Data:
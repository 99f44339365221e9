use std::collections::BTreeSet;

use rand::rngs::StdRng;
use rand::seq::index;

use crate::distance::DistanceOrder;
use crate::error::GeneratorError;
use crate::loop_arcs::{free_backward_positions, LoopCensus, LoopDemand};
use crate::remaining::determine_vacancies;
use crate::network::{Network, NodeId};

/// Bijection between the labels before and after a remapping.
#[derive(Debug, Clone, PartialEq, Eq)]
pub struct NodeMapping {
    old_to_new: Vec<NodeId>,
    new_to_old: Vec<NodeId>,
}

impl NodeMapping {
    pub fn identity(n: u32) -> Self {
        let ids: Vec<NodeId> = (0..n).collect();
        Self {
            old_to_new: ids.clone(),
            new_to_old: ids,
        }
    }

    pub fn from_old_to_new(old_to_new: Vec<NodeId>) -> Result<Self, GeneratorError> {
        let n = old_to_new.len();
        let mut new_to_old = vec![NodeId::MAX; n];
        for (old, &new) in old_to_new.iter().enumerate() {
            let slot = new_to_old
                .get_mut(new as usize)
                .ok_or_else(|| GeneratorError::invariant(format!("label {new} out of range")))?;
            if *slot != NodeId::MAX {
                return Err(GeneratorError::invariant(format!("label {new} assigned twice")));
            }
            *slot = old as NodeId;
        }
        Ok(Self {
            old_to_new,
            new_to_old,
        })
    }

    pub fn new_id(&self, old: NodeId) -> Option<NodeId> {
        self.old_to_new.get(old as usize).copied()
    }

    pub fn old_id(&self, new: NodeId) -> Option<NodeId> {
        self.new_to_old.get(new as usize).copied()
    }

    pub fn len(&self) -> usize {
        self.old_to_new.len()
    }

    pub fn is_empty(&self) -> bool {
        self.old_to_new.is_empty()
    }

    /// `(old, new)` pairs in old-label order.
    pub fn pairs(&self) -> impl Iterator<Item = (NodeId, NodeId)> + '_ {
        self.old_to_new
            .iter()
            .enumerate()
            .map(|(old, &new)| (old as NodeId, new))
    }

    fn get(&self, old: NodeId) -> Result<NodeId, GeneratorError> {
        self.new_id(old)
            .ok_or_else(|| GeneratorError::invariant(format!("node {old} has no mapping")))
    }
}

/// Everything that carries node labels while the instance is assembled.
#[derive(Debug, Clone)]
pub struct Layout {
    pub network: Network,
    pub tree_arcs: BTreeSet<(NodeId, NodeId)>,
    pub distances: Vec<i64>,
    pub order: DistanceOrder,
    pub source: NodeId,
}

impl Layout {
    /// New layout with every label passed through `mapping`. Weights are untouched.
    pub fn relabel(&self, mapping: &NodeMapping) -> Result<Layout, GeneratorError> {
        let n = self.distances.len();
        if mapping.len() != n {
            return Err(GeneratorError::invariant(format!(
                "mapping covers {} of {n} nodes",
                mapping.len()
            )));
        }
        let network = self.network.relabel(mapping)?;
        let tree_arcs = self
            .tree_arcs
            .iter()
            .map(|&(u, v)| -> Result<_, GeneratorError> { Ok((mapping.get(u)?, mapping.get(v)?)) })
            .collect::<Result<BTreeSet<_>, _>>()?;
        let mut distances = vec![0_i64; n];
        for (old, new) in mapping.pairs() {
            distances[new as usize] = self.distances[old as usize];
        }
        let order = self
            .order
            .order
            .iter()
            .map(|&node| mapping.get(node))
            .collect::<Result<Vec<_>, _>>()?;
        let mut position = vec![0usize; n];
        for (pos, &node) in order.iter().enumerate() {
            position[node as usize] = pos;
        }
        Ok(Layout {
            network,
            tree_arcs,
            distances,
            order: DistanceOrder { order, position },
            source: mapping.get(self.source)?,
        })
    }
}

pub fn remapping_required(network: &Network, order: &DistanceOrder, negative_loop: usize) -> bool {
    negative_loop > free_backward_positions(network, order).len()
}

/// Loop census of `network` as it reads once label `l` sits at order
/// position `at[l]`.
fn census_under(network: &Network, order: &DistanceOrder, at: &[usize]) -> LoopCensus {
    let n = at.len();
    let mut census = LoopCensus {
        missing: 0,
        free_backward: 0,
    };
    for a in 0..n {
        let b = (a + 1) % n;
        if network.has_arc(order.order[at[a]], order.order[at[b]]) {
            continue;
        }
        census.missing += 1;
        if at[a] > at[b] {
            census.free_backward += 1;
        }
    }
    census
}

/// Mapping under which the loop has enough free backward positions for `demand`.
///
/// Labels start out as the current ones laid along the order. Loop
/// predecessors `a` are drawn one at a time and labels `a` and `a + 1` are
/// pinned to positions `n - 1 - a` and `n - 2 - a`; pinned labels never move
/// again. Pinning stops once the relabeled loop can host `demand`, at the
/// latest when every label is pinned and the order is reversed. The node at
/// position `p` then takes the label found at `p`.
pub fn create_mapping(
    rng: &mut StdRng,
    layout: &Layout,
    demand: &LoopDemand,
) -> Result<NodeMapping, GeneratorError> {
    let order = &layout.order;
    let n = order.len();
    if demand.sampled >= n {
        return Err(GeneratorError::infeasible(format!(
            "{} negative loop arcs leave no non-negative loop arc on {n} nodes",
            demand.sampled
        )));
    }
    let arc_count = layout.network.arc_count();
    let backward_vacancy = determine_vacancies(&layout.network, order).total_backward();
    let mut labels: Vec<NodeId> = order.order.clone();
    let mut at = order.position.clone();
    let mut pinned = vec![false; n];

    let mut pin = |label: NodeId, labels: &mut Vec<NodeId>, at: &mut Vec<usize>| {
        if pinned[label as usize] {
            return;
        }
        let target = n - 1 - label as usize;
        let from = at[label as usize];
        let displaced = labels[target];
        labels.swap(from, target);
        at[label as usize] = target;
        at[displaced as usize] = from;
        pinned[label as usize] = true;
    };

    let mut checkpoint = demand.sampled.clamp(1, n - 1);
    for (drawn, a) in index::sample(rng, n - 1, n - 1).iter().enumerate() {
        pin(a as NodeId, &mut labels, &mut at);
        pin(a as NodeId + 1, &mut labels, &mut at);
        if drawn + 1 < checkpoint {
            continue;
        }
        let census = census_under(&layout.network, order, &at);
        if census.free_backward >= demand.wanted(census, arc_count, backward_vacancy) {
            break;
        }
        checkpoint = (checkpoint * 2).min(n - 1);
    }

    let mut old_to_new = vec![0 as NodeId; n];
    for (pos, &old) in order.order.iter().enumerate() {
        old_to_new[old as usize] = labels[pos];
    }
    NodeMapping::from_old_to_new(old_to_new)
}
--
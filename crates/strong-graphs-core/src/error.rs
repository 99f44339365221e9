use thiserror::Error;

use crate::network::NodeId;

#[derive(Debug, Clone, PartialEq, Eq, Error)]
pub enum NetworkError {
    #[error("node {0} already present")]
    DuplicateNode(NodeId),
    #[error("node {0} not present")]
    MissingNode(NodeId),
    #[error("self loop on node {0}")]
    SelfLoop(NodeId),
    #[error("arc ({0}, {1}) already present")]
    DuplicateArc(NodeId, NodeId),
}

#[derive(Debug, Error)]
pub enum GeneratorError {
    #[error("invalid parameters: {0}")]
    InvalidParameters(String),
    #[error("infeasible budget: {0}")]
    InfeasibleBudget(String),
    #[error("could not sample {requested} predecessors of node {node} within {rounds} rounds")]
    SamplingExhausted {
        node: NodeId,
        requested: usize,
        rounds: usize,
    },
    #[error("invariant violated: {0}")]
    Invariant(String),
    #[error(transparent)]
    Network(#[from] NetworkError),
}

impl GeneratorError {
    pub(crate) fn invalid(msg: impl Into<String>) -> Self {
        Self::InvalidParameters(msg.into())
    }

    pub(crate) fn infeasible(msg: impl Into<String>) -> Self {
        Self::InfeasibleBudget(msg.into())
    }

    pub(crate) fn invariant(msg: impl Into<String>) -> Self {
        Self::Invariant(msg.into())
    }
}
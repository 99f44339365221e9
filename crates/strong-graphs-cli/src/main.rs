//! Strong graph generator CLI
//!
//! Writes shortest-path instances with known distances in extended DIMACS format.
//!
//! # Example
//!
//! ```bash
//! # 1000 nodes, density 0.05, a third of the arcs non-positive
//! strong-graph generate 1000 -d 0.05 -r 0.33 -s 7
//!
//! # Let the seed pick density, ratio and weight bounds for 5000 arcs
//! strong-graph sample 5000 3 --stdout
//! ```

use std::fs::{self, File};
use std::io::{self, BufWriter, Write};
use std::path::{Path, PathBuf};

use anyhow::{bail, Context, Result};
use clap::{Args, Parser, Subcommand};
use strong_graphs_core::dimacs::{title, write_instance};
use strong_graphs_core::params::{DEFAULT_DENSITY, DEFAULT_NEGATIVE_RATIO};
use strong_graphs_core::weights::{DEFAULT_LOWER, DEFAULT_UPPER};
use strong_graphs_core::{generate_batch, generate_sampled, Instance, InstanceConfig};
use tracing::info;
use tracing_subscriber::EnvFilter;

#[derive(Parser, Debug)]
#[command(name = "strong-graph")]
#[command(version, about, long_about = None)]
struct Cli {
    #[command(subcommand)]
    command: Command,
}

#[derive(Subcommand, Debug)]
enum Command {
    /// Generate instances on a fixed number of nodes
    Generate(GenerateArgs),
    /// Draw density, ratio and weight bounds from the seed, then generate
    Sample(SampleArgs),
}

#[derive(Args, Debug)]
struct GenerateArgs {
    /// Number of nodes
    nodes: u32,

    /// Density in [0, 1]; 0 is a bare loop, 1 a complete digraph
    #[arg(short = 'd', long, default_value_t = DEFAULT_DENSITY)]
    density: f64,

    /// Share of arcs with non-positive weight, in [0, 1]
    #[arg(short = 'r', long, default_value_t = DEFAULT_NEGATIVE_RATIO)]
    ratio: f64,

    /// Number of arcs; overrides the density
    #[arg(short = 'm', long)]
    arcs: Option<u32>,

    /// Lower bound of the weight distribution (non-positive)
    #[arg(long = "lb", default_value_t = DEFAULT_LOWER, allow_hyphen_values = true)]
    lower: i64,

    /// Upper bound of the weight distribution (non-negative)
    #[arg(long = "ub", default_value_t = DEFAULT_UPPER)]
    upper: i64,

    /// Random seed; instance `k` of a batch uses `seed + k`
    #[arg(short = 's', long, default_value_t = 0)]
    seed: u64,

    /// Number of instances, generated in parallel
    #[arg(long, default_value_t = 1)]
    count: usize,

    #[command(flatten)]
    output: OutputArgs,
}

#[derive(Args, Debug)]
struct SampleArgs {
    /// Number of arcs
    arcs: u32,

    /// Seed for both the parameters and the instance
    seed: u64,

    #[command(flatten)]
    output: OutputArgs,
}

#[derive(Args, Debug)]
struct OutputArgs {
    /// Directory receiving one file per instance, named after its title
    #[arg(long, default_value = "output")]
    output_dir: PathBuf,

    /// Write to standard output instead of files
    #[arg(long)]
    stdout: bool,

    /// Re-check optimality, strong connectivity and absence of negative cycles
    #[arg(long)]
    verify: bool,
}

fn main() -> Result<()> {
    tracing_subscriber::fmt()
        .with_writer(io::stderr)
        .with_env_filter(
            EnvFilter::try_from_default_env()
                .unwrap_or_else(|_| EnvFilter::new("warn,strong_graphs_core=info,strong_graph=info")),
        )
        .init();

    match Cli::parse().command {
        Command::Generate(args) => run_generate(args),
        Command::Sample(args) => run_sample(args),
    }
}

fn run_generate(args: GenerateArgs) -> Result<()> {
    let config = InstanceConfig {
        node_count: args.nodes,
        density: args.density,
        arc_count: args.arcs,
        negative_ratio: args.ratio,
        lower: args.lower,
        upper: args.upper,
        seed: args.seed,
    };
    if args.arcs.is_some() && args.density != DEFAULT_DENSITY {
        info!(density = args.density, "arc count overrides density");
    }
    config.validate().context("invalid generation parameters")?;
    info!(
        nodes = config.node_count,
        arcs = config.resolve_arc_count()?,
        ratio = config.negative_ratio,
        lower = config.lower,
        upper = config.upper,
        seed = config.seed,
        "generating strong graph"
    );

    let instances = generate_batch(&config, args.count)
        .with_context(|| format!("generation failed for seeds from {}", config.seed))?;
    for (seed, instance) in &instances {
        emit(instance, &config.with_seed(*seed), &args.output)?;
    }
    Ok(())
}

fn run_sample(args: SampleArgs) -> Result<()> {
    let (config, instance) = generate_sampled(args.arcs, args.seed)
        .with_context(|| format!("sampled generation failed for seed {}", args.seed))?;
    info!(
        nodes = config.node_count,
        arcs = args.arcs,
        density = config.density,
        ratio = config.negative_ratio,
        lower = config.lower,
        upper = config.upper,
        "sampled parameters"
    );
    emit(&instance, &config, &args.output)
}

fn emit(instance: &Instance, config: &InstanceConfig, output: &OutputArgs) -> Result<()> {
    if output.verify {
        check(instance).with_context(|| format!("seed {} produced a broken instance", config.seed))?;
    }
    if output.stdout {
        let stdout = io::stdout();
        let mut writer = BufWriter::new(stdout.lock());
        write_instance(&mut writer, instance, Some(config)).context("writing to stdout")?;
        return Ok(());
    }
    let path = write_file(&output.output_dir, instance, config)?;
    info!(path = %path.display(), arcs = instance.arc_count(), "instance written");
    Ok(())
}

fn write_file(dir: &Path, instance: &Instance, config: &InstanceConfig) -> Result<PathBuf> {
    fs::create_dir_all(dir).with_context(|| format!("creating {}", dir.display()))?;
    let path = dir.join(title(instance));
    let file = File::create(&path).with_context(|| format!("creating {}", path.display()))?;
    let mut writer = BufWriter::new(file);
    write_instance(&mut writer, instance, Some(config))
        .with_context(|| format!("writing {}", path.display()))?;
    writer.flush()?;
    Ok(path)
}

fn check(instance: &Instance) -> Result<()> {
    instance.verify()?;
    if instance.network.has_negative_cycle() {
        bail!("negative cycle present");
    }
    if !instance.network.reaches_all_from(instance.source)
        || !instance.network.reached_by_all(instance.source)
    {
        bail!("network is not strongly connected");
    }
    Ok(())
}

Prompt:
Show every line from the entries that includes the word "already".

Expected output:
    #[error("node {0} already present")]
    #[error("arc ({0}, {1}) already present")]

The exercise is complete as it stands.